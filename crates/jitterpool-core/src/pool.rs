//! Thread-safe pool of whitened bits.
//!
//! Architecture:
//! 1. A caller asks for `n` bits
//! 2. Under the pool lock, the harvester runs until the buffer holds `n` bits
//! 3. The next `n` bits after the read cursor are copied out and the cursor
//!    advances; consumed digits are compacted away only before a refill
//!
//! Refill and extraction happen inside one critical section, so concurrent
//! callers always receive disjoint, FIFO-ordered slices of the same stream.
//! A large request simply runs the harvester more times on the calling
//! thread; nobody can drain bits faster than they are harvested.

use std::sync::{Mutex, MutexGuard, PoisonError};

use serde::Serialize;

use crate::harvester::JitterHarvester;
use crate::helpers::pack_bit_string;
use crate::timer::{JitterTimer, SpinTimer};

/// Everything the lock protects.
struct PoolState<T> {
    buffer: String,
    /// Read cursor: `buffer[head..]` is unserved.
    head: usize,
    harvester: JitterHarvester<T>,
    rounds: u64,
    bits_harvested: u64,
    bits_served: u64,
}

impl<T> PoolState<T> {
    fn available(&self) -> usize {
        self.buffer.len() - self.head
    }

    /// Drop served digits from the front of the buffer.
    fn compact(&mut self) {
        self.buffer.drain(..self.head);
        self.head = 0;
    }
}

/// Mutex-guarded buffer of whitened `'0'`/`'1'` digits.
pub struct EntropyPool<T = SpinTimer> {
    state: Mutex<PoolState<T>>,
}

impl EntropyPool<SpinTimer> {
    /// Pool backed by the default busy-loop timer.
    pub fn new() -> Self {
        Self::with_harvester(JitterHarvester::new())
    }
}

impl Default for EntropyPool<SpinTimer> {
    fn default() -> Self {
        Self::new()
    }
}

impl<T: JitterTimer> EntropyPool<T> {
    /// Pool whose harvester samples `timer`.
    pub fn with_timer(timer: T) -> Self {
        Self::with_harvester(JitterHarvester::with_timer(timer))
    }

    /// Pool that takes ownership of an existing harvester, keeping its
    /// accumulated mean and window.
    pub fn with_harvester(harvester: JitterHarvester<T>) -> Self {
        Self {
            state: Mutex::new(PoolState {
                buffer: String::new(),
                head: 0,
                harvester,
                rounds: 0,
                bits_harvested: 0,
                bits_served: 0,
            }),
        }
    }

    fn lock(&self) -> MutexGuard<'_, PoolState<T>> {
        // The buffer only ever holds whole digits between statements, so a
        // panic in another holder leaves nothing half-written.
        self.state.lock().unwrap_or_else(PoisonError::into_inner)
    }

    /// Return exactly `bits_needed` whitened bits as `'0'`/`'1'` characters.
    ///
    /// Blocks while another caller holds the pool, then refills from the
    /// harvester as often as needed. `get(0)` returns an empty string without
    /// harvesting.
    pub fn get(&self, bits_needed: usize) -> String {
        let mut state = self.lock();

        while state.available() < bits_needed {
            log::debug!(
                "pool refill: {} buffered < {} requested",
                state.available(),
                bits_needed
            );
            state.compact();
            let fresh = state.harvester.run();
            state.rounds += 1;
            state.bits_harvested += fresh.len() as u64;
            state.buffer.push_str(&fresh);
        }

        let start = state.head;
        let out = state.buffer[start..start + bits_needed].to_string();
        state.head += bits_needed;
        state.bits_served += bits_needed as u64;
        log::trace!(
            "served {} bits, {} left in pool",
            bits_needed,
            state.available()
        );
        out
    }

    /// Return `n_bytes` of whitened output: `get(8 * n_bytes)` packed
    /// MSB-first.
    pub fn get_bytes(&self, n_bytes: usize) -> Vec<u8> {
        pack_bit_string(&self.get(n_bytes * 8))
    }

    /// Bits currently buffered and not yet served.
    pub fn buffered_bits(&self) -> usize {
        self.lock().available()
    }

    /// Snapshot of pool and harvester counters.
    pub fn report(&self) -> PoolReport {
        let state = self.lock();
        PoolReport {
            timer: state.harvester.timer().name().to_string(),
            buffered_bits: state.available(),
            harvest_rounds: state.rounds,
            bits_harvested: state.bits_harvested,
            bits_served: state.bits_served,
            samples: state.harvester.sample_count(),
            mean_ns: state.harvester.mean(),
            blocks: state.harvester.blocks_produced(),
        }
    }
}

/// Point-in-time pool counters.
#[derive(Debug, Clone, PartialEq, Eq, Serialize)]
pub struct PoolReport {
    /// Name of the harvester's duration source.
    pub timer: String,
    /// Bits waiting in the buffer.
    pub buffered_bits: usize,
    /// Harvester runs triggered by refills.
    pub harvest_rounds: u64,
    /// Whitened bits appended to the buffer over the pool's lifetime.
    pub bits_harvested: u64,
    /// Bits handed out to callers.
    pub bits_served: u64,
    /// Timing samples taken by the harvester.
    pub samples: u64,
    /// Harvester's cumulative mean sample duration.
    pub mean_ns: i64,
    /// Whitened blocks produced by the harvester.
    pub blocks: u64,
}

impl PoolReport {
    pub fn print(&self) {
        println!("\n{}", "=".repeat(48));
        println!("ENTROPY POOL REPORT");
        println!("{}", "=".repeat(48));
        println!("Timer:           {}", self.timer);
        println!("Harvest rounds:  {}", self.harvest_rounds);
        println!("Samples:         {}", self.samples);
        println!("Mean duration:   {} ns", self.mean_ns);
        println!("Blocks:          {}", self.blocks);
        println!("Bits harvested:  {}", self.bits_harvested);
        println!("Bits served:     {}", self.bits_served);
        println!("Bits buffered:   {}", self.buffered_bits);
    }
}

= = = =

PROBLEM STATEMENT =
None of the records may be omitted or altered when they are given again.

YOUR RESPONSE =
filename crates/jitterpool-core/src/pool.rs
//! Thread-safe pool of whitened bits.
//!
//! Architecture:
//! 1. A caller asks for `n` bits
//! 2. Under the pool lock, the harvester runs until the buffer holds `n` bits
//! 3. The next `n` bits after the read cursor are copied out and the cursor
//!    advances; consumed digits are compacted away only before a refill
//!
//! Refill and extraction happen inside one critical section, so concurrent
//! callers always receive disjoint, FIFO-ordered slices of the same stream.
//! A large request simply runs the harvester more times on the calling
//! thread; nobody can drain bits faster than they are harvested.

use std::sync::{Mutex, MutexGuard, PoisonError};

use serde::Serialize;

use crate::harvester::JitterHarvester;
use crate::helpers::pack_bit_string;
use crate::timer::{JitterTimer, SpinTimer};

/// Everything the lock protects.
struct PoolState<T> {
    buffer: String,
    /// Read cursor: `buffer[head..]` is unserved.
    head: usize,
    harvester: JitterHarvester<T>,
    rounds: u64,
    bits_harvested: u64,
    bits_served: u64,
}

impl<T> PoolState<T> {
    fn available(&self) -> usize {
        self.buffer.len() - self.head
    }

    /// Drop served digits from the front of the buffer.
    fn compact(&mut self) {
        self.buffer.drain(..self.head);
        self.head = 0;
    }
}

/// Mutex-guarded buffer of whitened `'0'`/`'1'` digits.
pub struct EntropyPool<T = SpinTimer> {
    state: Mutex<PoolState<T>>,
}

impl EntropyPool<SpinTimer> {
    /// Pool backed by the default busy-loop timer.
    pub fn new() -> Self {
        Self::with_harvester(JitterHarvester::new())
    }
}

impl Default for EntropyPool<SpinTimer> {
    fn default() -> Self {
        Self::new()
    }
}

impl<T: JitterTimer> EntropyPool<T> {
    /// Pool whose harvester samples `timer`.
    pub fn with_timer(timer: T) -> Self {
        Self::with_harvester(JitterHarvester::with_timer(timer))
    }

    /// Pool that takes ownership of an existing harvester, keeping its
    /// accumulated mean and window.
    pub fn with_harvester(harvester: JitterHarvester<T>) -> Self {
        Self {
            state: Mutex::new(PoolState {
                buffer: String::new(),
                head: 0,
                harvester,
                rounds: 0,
                bits_harvested: 0,
                bits_served: 0,
            }),
        }
    }

    fn lock(&self) -> MutexGuard<'_, PoolState<T>> {
        // The buffer only ever holds whole digits between statements, so a
        // panic in another holder leaves nothing half-written.
        self.state.lock().unwrap_or_else(PoisonError::into_inner)
    }

    /// Return exactly `bits_needed` whitened bits as `'0'`/`'1'` characters.
    ///
    /// Blocks while another caller holds the pool, then refills from the
    /// harvester as often as needed. `get(0)` returns an empty string without
    /// harvesting.
    pub fn get(&self, bits_needed: usize) -> String {
        let mut state = self.lock();

        while state.available() < bits_needed {
            log::debug!(
                "pool refill: {} buffered < {} requested",
                state.available(),
                bits_needed
            );
            state.compact();
            let fresh = state.harvester.run();
            state.rounds += 1;
            state.bits_harvested += fresh.len() as u64;
            state.buffer.push_str(&fresh);
        }

        let start = state.head;
        let out = state.buffer[start..start + bits_needed].to_string();
        state.head += bits_needed;
        state.bits_served += bits_needed as u64;
        log::trace!(
            "served {} bits, {} left in pool",
            bits_needed,
            state.available()
        );
        out
    }

    /// Return `n_bytes` of whitened output: `get(8 * n_bytes)` packed
    /// MSB-first.
    pub fn get_bytes(&self, n_bytes: usize) -> Vec<u8> {
        pack_bit_string(&self.get(n_bytes * 8))
    }

    /// Bits currently buffered and not yet served.
    pub fn buffered_bits(&self) -> usize {
        self.lock().available()
    }

    /// Snapshot of pool and harvester counters.
    pub fn report(&self) -> PoolReport {
        let state = self.lock();
        PoolReport {
            timer: state.harvester.timer().name().to_string(),
            buffered_bits: state.available(),
            harvest_rounds: state.rounds,
            bits_harvested: state.bits_harvested,
            bits_served: state.bits_served,
            samples: state.harvester.sample_count(),
            mean_ns: state.harvester.mean(),
            blocks: state.harvester.blocks_produced(),
        }
    }
}

/// Point-in-time pool counters.
#[derive(Debug, Clone, PartialEq, Eq, Serialize)]
pub struct PoolReport {
    /// Name of the harvester's duration source.
    pub timer: String,
    /// Bits waiting in the buffer.
    pub buffered_bits: usize,
    /// Harvester runs triggered by refills.
    pub harvest_rounds: u64,
    /// Whitened bits appended to the buffer over the pool's lifetime.
    pub bits_harvested: u64,
    /// Bits handed out to callers.
    pub bits_served: u64,
    /// Timing samples taken by the harvester.
    pub samples: u64,
    /// Harvester's cumulative mean sample duration.
    pub mean_ns: i64,
    /// Whitened blocks produced by the harvester.
    pub blocks: u64,
}

impl PoolReport {
    pub fn print(&self) {
        println!("\n{}", "=".repeat(48));
        println!("ENTROPY POOL REPORT");
        println!("{}", "=".repeat(48));
        println!("Timer:           {}", self.timer);
        println!("Harvest rounds:  {}", self.harvest_rounds);
        println!("Samples:         {}", self.samples);
        println!("Mean duration:   {} ns", self.mean_ns);
        println!("Blocks:          {}", self.blocks);
        println!("Bits harvested:  {}", self.bits_harvested);
        println!("Bits served:     {}", self.bits_served);
        println!("Bits buffered:   {}", self.buffered_bits);
    }
}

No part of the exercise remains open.